What the task asks -
The result should be a verbatim copy of the whole listing.

Dataset extract below:

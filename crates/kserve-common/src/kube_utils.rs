//! Kubernetes utility helpers shared by the controllers
//!
//! - `HasApiResource` for external CRDs whose Rust types are plain serde structs
//! - `child_name` for DNS-1123-safe derived object names
//! - metadata builders and finalizer helpers

use std::collections::BTreeMap;

use k8s_openapi::apimachinery::pkg::apis::meta::v1::{ObjectMeta, OwnerReference};
use kube::core::ApiResource;
use kube::Resource;

/// Longest DNS-1123 label allowed for derived names
pub const MAX_NAME_LENGTH: usize = 63;

/// Hex characters of the hash kept by `child_name`
const HASH_LENGTH: usize = 32;

// =============================================================================
// HasApiResource Trait
// =============================================================================

/// Trait for types that have a known API group, version, and kind.
///
/// Implemented by the Gateway API, inference extension and LeaderWorkerSet
/// types which are not generated by `kube::CustomResource`.
pub trait HasApiResource {
    /// Full API version (e.g., "gateway.networking.k8s.io/v1")
    const API_VERSION: &'static str;
    /// Resource kind (e.g., "HTTPRoute")
    const KIND: &'static str;

    /// Build an ApiResource from the type's constants.
    fn api_resource() -> ApiResource {
        build_api_resource(Self::API_VERSION, Self::KIND)
    }
}

/// Build an ApiResource from a known apiVersion and kind.
pub fn build_api_resource(api_version: &str, kind: &str) -> ApiResource {
    let (group, version) = parse_api_version(api_version);
    ApiResource {
        group,
        version,
        kind: kind.to_string(),
        api_version: api_version.to_string(),
        plural: pluralize_kind(kind),
    }
}

/// Split `group/version` into its parts; core types have an empty group.
pub fn parse_api_version(api_version: &str) -> (String, String) {
    match api_version.split_once('/') {
        Some((group, version)) => (group.to_string(), version.to_string()),
        None => (String::new(), api_version.to_string()),
    }
}

/// Lowercase plural resource name for a kind.
pub fn pluralize_kind(kind: &str) -> String {
    let lower = kind.to_lowercase();
    if lower.ends_with('s') {
        format!("{}es", lower)
    } else if let Some(stem) = lower
        .strip_suffix('y')
        .filter(|s| !s.ends_with(['a', 'e', 'i', 'o', 'u']))
    {
        format!("{}ies", stem)
    } else {
        format!("{}s", lower)
    }
}

// =============================================================================
// Naming
// =============================================================================

/// Derive a child object name from `parent` and `suffix`.
///
/// Short names are simply concatenated. When the result would exceed 63
/// characters the parent is truncated and a hash of the full parent is
/// spliced in, so distinct long parents never collide.
pub fn child_name(parent: &str, suffix: &str) -> String {
    if parent.len() + suffix.len() <= MAX_NAME_LENGTH {
        return format!("{parent}{suffix}");
    }

    // Suffix alone leaves no room for parent + hash
    let head = MAX_NAME_LENGTH.saturating_sub(suffix.len());
    if head <= HASH_LENGTH {
        let hash = deterministic_hash(&format!("{parent}{suffix}"), HASH_LENGTH);
        return hash;
    }

    let keep = head - HASH_LENGTH;
    let truncated: String = parent.chars().take(keep).collect();
    let truncated = truncated.trim_end_matches('-');
    format!(
        "{}{}{}",
        truncated,
        deterministic_hash(parent, HASH_LENGTH),
        suffix
    )
}

/// Hex-encoded SHA-256 of `input`, truncated to `len` characters.
pub fn deterministic_hash(input: &str, len: usize) -> String {
    use aws_lc_rs::digest;
    use std::fmt::Write;

    let hash = digest::digest(&digest::SHA256, input.as_bytes());
    let mut out = hash
        .as_ref()
        .iter()
        .fold(String::with_capacity(64), |mut s, b| {
            let _ = write!(s, "{:02x}", b);
            s
        });
    out.truncate(len);
    out
}

// =============================================================================
// Metadata
// =============================================================================

/// Metadata for an object owned (as controller) by `owner`.
pub fn owned_meta<K>(
    owner: &K,
    name: impl Into<String>,
    namespace: Option<String>,
    labels: BTreeMap<String, String>,
) -> ObjectMeta
where
    K: Resource<DynamicType = ()>,
{
    ObjectMeta {
        name: Some(name.into()),
        namespace,
        labels: if labels.is_empty() { None } else { Some(labels) },
        owner_references: controller_ref(owner).map(|r| vec![r]),
        ..Default::default()
    }
}

/// Controller owner reference pointing at `owner`, if it has a UID.
pub fn controller_ref<K>(owner: &K) -> Option<OwnerReference>
where
    K: Resource<DynamicType = ()>,
{
    owner.controller_owner_ref(&())
}

/// Build a label map from static pairs.
pub fn labels<const N: usize>(pairs: [(&str, &str); N]) -> BTreeMap<String, String> {
    pairs
        .into_iter()
        .map(|(k, v)| (k.to_string(), v.to_string()))
        .collect()
}

// =============================================================================
// Finalizers
// =============================================================================

/// Whether the object's metadata lists `finalizer`.
pub fn has_finalizer(meta: &ObjectMeta, finalizer: &str) -> bool {
    meta.finalizers
        .as_ref()
        .is_some_and(|f| f.iter().any(|x| x == finalizer))
}

/// Finalizer list with `finalizer` appended (no duplicates).
pub fn finalizers_with(meta: &ObjectMeta, finalizer: &str) -> Vec<String> {
    let mut finalizers = meta.finalizers.clone().unwrap_or_default();
    if !finalizers.iter().any(|f| f == finalizer) {
        finalizers.push(finalizer.to_string());
    }
    finalizers
}

/// Finalizer list with `finalizer` removed.
pub fn finalizers_without(meta: &ObjectMeta, finalizer: &str) -> Vec<String> {
    meta.finalizers
        .as_ref()
        .map(|f| f.iter().filter(|s| *s != finalizer).cloned().collect())
        .unwrap_or_default()
}

/// `Ok(None)` for a 404, otherwise pass the result through.
pub fn ignore_not_found<T>(result: Result<T, kube::Error>) -> Result<Option<T>, kube::Error> {
    match result {
        Ok(v) => Ok(Some(v)),
        Err(kube::Error::Api(ae)) if ae.code == 404 => Ok(None),
        Err(e) => Err(e),
    }
}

End of Dataset extract.

Response to the exercise -
filename crates/kserve-common/src/kube_utils.rs
//! Kubernetes utility helpers shared by the controllers
//!
//! - `HasApiResource` for external CRDs whose Rust types are plain serde structs
//! - `child_name` for DNS-1123-safe derived object names
//! - metadata builders and finalizer helpers

use std::collections::BTreeMap;

use k8s_openapi::apimachinery::pkg::apis::meta::v1::{ObjectMeta, OwnerReference};
use kube::core::ApiResource;
use kube::Resource;

/// Longest DNS-1123 label allowed for derived names
pub const MAX_NAME_LENGTH: usize = 63;

/// Hex characters of the hash kept by `child_name`
const HASH_LENGTH: usize = 32;

// =============================================================================
// HasApiResource Trait
// =============================================================================

/// Trait for types that have a known API group, version, and kind.
///
/// Implemented by the Gateway API, inference extension and LeaderWorkerSet
/// types which are not generated by `kube::CustomResource`.
pub trait HasApiResource {
    /// Full API version (e.g., "gateway.networking.k8s.io/v1")
    const API_VERSION: &'static str;
    /// Resource kind (e.g., "HTTPRoute")
    const KIND: &'static str;

    /// Build an ApiResource from the type's constants.
    fn api_resource() -> ApiResource {
        build_api_resource(Self::API_VERSION, Self::KIND)
    }
}

/// Build an ApiResource from a known apiVersion and kind.
pub fn build_api_resource(api_version: &str, kind: &str) -> ApiResource {
    let (group, version) = parse_api_version(api_version);
    ApiResource {
        group,
        version,
        kind: kind.to_string(),
        api_version: api_version.to_string(),
        plural: pluralize_kind(kind),
    }
}

/// Split `group/version` into its parts; core types have an empty group.
pub fn parse_api_version(api_version: &str) -> (String, String) {
    match api_version.split_once('/') {
        Some((group, version)) => (group.to_string(), version.to_string()),
        None => (String::new(), api_version.to_string()),
    }
}

/// Lowercase plural resource name for a kind.
pub fn pluralize_kind(kind: &str) -> String {
    let lower = kind.to_lowercase();
    if lower.ends_with('s') {
        format!("{}es", lower)
    } else if let Some(stem) = lower
        .strip_suffix('y')
        .filter(|s| !s.ends_with(['a', 'e', 'i', 'o', 'u']))
    {
        format!("{}ies", stem)
    } else {
        format!("{}s", lower)
    }
}

// =============================================================================
// Naming
// =============================================================================

/// Derive a child object name from `parent` and `suffix`.
///
/// Short names are simply concatenated. When the result would exceed 63
/// characters the parent is truncated and a hash of the full parent is
/// spliced in, so distinct long parents never collide.
pub fn child_name(parent: &str, suffix: &str) -> String {
    if parent.len() + suffix.len() <= MAX_NAME_LENGTH {
        return format!("{parent}{suffix}");
    }

    // Suffix alone leaves no room for parent + hash
    let head = MAX_NAME_LENGTH.saturating_sub(suffix.len());
    if head <= HASH_LENGTH {
        let hash = deterministic_hash(&format!("{parent}{suffix}"), HASH_LENGTH);
        return hash;
    }

    let keep = head - HASH_LENGTH;
    let truncated: String = parent.chars().take(keep).collect();
    let truncated = truncated.trim_end_matches('-');
    format!(
        "{}{}{}",
        truncated,
        deterministic_hash(parent, HASH_LENGTH),
        suffix
    )
}

/// Hex-encoded SHA-256 of `input`, truncated to `len` characters.
pub fn deterministic_hash(input: &str, len: usize) -> String {
    use aws_lc_rs::digest;
    use std::fmt::Write;

    let hash = digest::digest(&digest::SHA256, input.as_bytes());
    let mut out = hash
        .as_ref()
        .iter()
        .fold(String::with_capacity(64), |mut s, b| {
            let _ = write!(s, "{:02x}", b);
            s
        });
    out.truncate(len);
    out
}

// =============================================================================
// Metadata
// =============================================================================

/// Metadata for an object owned (as controller) by `owner`.
pub fn owned_meta<K>(
    owner: &K,
    name: impl Into<String>,
    namespace: Option<String>,
    labels: BTreeMap<String, String>,
) -> ObjectMeta
where
    K: Resource<DynamicType = ()>,
{
    ObjectMeta {
        name: Some(name.into()),
        namespace,
        labels: if labels.is_empty() { None } else { Some(labels) },
        owner_references: controller_ref(owner).map(|r| vec![r]),
        ..Default::default()
    }
}

/// Controller owner reference pointing at `owner`, if it has a UID.
pub fn controller_ref<K>(owner: &K) -> Option<OwnerReference>
where
    K: Resource<DynamicType = ()>,
{
    owner.controller_owner_ref(&())
}

/// Build a label map from static pairs.
pub fn labels<const N: usize>(pairs: [(&str, &str); N]) -> BTreeMap<String, String> {
    pairs
        .into_iter()
        .map(|(k, v)| (k.to_string(), v.to_string()))
        .collect()
}

// =============================================================================
// Finalizers
// =============================================================================

/// Whether the object's metadata lists `finalizer`.
pub fn has_finalizer(meta: &ObjectMeta, finalizer: &str) -> bool {
    meta.finalizers
        .as_ref()
        .is_some_and(|f| f.iter().any(|x| x == finalizer))
}

/// Finalizer list with `finalizer` appended (no duplicates).
pub fn finalizers_with(meta: &ObjectMeta, finalizer: &str) -> Vec<String> {
    let mut finalizers = meta.finalizers.clone().unwrap_or_default();
    if !finalizers.iter().any(|f| f == finalizer) {
        finalizers.push(finalizer.to_string());
    }
    finalizers
}

/// Finalizer list with `finalizer` removed.
pub fn finalizers_without(meta: &ObjectMeta, finalizer: &str) -> Vec<String> {
    meta.finalizers
        .as_ref()
        .map(|f| f.iter().filter(|s| *s != finalizer).cloned().collect())
        .unwrap_or_default()
}

/// `Ok(None)` for a 404, otherwise pass the result through.
pub fn ignore_not_found<T>(result: Result<T, kube::Error>) -> Result<Option<T>, kube::Error> {
    match result {
        Ok(v) => Ok(Some(v)),
        Err(kube::Error::Api(ae)) if ae.code == 404 => Ok(None),
        Err(e) => Err(e),
    }
}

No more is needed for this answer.